Aidy Bryant of “SNL” played the lead role of Annie Easton, a writer for the fictional “Thorn” newspaper where she interacted with Boss Gabe Parrish (John Cameron Mitchell), and Ian Owens as Amadi. The 22 episodes that I’ve watched followed the plight of an overweight single woman in today’s dating scene. We didn’t get to see as much of Aidy on “SNL” because of her involvement in this show, but that will, hopefully, end with the series finale.

Annie (Aidy) lives with her college friend Fran (Lolly Adefope), who is a Black Nigerian lesbian who grew up in London, and, for most of the series she dates Ryan (Luka Jones) who was replaced in the show’s final episodes by a new more promising boyfriend named Will (Cameron Britton).

Elizabeth Banks (l) and Lindy West (R) onstage at SXSW in 2019, lauching “Shrill.”

Ryan made it through 16 episodes as the sadly tone-deaf boyfriend, while the Will character only made it through 4 episodes before he became hopelessly pissed off that Annie went to the coffee shop where Will’s ex-wife worked, just to see what her new boyfriend’s ex looked like.
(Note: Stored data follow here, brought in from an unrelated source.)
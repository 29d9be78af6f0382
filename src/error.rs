//! Error types for brief-forge operations.
//!
//! Defines error types for the major subsystems:
//! - LLM API interactions
//! - Tool invocation (search, email)
//!
//! Configuration, task-chain and engine errors live next to the modules
//! that produce them (`config`, `tasks`, `engine`).

use thiserror::Error;

/// Errors that can occur during LLM operations.
#[derive(Debug, Error)]
pub enum LlmError {
    #[error("Missing API key: {0} environment variable not set")]
    MissingApiKey(String),

    #[error("HTTP request failed: {0}")]
    RequestFailed(String),

    #[error("Failed to parse LLM response: {0}")]
    ParseError(String),

    #[error("Rate limited: {0}")]
    RateLimited(String),

    #[error("API error ({code}): {message}")]
    ApiError { code: u16, message: String },

    #[error("Empty response from model")]
    EmptyResponse,

    #[error("Configuration error: {0}")]
    Configuration(String),

    #[error("IO error: {0}")]
    Io(#[from] std::io::Error),
}

impl From<crate::config::ConfigError> for LlmError {
    fn from(err: crate::config::ConfigError) -> Self {
        LlmError::Configuration(err.to_string())
    }
}

/// Errors that can occur inside a tool invocation.
///
/// These never escape the tool boundary: every tool converts them into a
/// descriptive text observation so the reasoning loop can see the failure
/// and react to it.
#[derive(Debug, Error)]
pub enum ToolError {
    #[error("Invalid tool input: {0}")]
    InvalidInput(String),

    #[error("Request timed out after {seconds} seconds")]
    Timeout { seconds: u64 },

    #[error("HTTP error {status}")]
    Http { status: u16 },

    #[error("Network error: {0}")]
    Network(String),

    #[error("Missing credentials: {0}")]
    MissingCredentials(String),

    #[error("Unexpected error: {0}")]
    Unexpected(String),
}
//! External tool bindings for capability roles.
//!
//! A tool is an external capability (web search, email delivery) a role may
//! invoke during execution. Tools convert every internal failure into a
//! descriptive text observation instead of returning an error: the reasoning
//! loop sees the failure text and can react to it, and a tool failure never
//! aborts a stage on its own.

pub mod email;
pub mod search;

use async_trait::async_trait;

pub use email::{report_subject, EmailTool};
pub use search::SearchTool;

/// An external capability a role may invoke during execution.
#[async_trait]
pub trait Tool: Send + Sync {
    /// Stable tool name the model uses to select it.
    fn name(&self) -> &str;

    /// One-line description shown to the model.
    fn description(&self) -> &str;

    /// Executes the tool. Failures are returned as descriptive text,
    /// never as an error.
    async fn invoke(&self, input: &str) -> String;
}
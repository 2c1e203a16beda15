// src/executor.rs

//! `Executor`: drives one task-class tree through the run phase, and
//! optionally through a reverse-order clean phase afterwards.
//!
//! The run phase owns a [`Scheduler`] for the lifetime of the executor (run
//! and clean share it, since clean's reverse walk needs to know the run
//! phase's final states) and reacts to events sent by task coroutines as
//! they complete, fail, or discover a dependency it didn't already know
//! about. The scheduler itself is touched only from this loop, so the lock
//! around it is never held across an `.await`.

use std::collections::{HashMap, HashSet};
use std::sync::{Arc, Mutex};
use std::time::Instant;

use tokio::sync::mpsc;
use tracing::{info, warn};

use crate::dag::{Scheduler, TaskSchedState};
use crate::errors::{AggregateError, TaskBuildError, TaskError, TaskInterruptedException};
use crate::exec::WorkerPool;
use crate::facade::{EngineCore, EngineEvent, ExecutionFacade};
use crate::observer::ObserverList;
use crate::provider::DependencyProvider;
use crate::registry::StartOutcome;
use crate::task_api::{TaskContext, TaskDefinition};
use crate::types::{EngineConfig, Phase, TaskClassId, TaskState};

/// Per-phase bookkeeping for the `on_group_started`/`on_group_completed`
/// observer notifications (§6). Membership is built lazily as tasks start,
/// rather than enumerated up front, so it stays correct even as
/// `merge_runtime_dependency` grows the graph mid-phase: a group is
/// "complete" once every member that actually started has reached a
/// terminal state, not once every member the graph could ever contain has.
#[derive(Default)]
struct GroupTracker {
    group_of: Mutex<HashMap<TaskClassId, String>>,
    remaining: Mutex<HashMap<String, HashSet<TaskClassId>>>,
    started: Mutex<HashSet<String>>,
}

impl GroupTracker {
    fn new() -> Self {
        Self::default()
    }

    fn ensure_member(&self, class: &TaskClassId, group: String) {
        self.group_of
            .lock()
            .unwrap()
            .entry(class.clone())
            .or_insert_with(|| group.clone());
        self.remaining
            .lock()
            .unwrap()
            .entry(group)
            .or_default()
            .insert(class.clone());
    }

    fn group_of(&self, class: &TaskClassId) -> Option<String> {
        self.group_of.lock().unwrap().get(class).cloned()
    }

    /// `true` the first time any member of `class`'s group starts.
    fn mark_started(&self, class: &TaskClassId) -> bool {
        match self.group_of(class) {
            Some(group) => self.started.lock().unwrap().insert(group),
            None => false,
        }
    }

    /// `Some(group)` once `class` is the last outstanding member of its
    /// group to reach a terminal state.
    fn mark_finished(&self, class: &TaskClassId) -> Option<String> {
        let group = self.group_of(class)?;
        let mut remaining = self.remaining.lock().unwrap();
        let set = remaining.get_mut(&group)?;
        set.remove(class);
        if set.is_empty() {
            Some(group)
        } else {
            None
        }
    }
}

/// Drives a single task-class tree: one [`Executor`] corresponds to one
/// root, one [`Scheduler`], and (if `execute_clean` is called afterwards)
/// one clean pass over the same graph.
pub struct Executor {
    core: Arc<EngineCore>,
    provider: Arc<dyn DependencyProvider>,
    scheduler: Mutex<Scheduler>,
    pool: WorkerPool,
    run_groups: GroupTracker,
    clean_groups: GroupTracker,
}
After all, Will and his ex-wife met at age 15 and she was the only girl he had ever been with, whereas Annie is seen jumping in and out of bed with a variety of swains, including a really depressing deflowering experience at an “Oklahoma” cast after-party, where the prop manager of the play offered to “do” Annie, since she was the only one in their circle who was a virgin.

Most of the show wants to be striking a blow against fat-shaming. There’s the episode where Annie’s doctor mentions that she could opt for stomach stapling and Annie reacts with a great deal of profanity and unpleasantness. There’s the episode that is a pool party with a bevy of Big Beauties who are lesbian.  The show also wants to come down firmly on the side of lesbian love and there is definitely a strong message for mothers of girls with a weight problem that harping on the problem and putting their daughter on diet after diet isn’t the right approach to urging an overweight child (especially a girl) to lose weight.

As a woman who was of “normal” weight for most of my life, but gained weight after having my 2 kids, I could relate to the mother, played by pro Julia Sweeney, who spends most of her time harassing her daughter about her weight. This approach doesn’t work and the grown-up Annie proves it.

There is also a fun plot about striking back at Internet trolls, with Beck Bennet guest starring as the troll who goes online to attack fat people, especially girls, even if they are complete strangers.

There was a lot of talk about sex or having sex and there was a quirky work group that rivaled “The Office.”

I enjoyed the series while it was on the air, although I thought the attempt to strike a blow for overweight women was probably doomed to failure from the get go.

SPOILER ALERT

Aidy Bryant (second from left) and Elizabeth Banks (second from far right) with the interviewer and other executive producer appearing onstage for a Q&A following the 2019 screening of an episode of “Shrill,” as it launched.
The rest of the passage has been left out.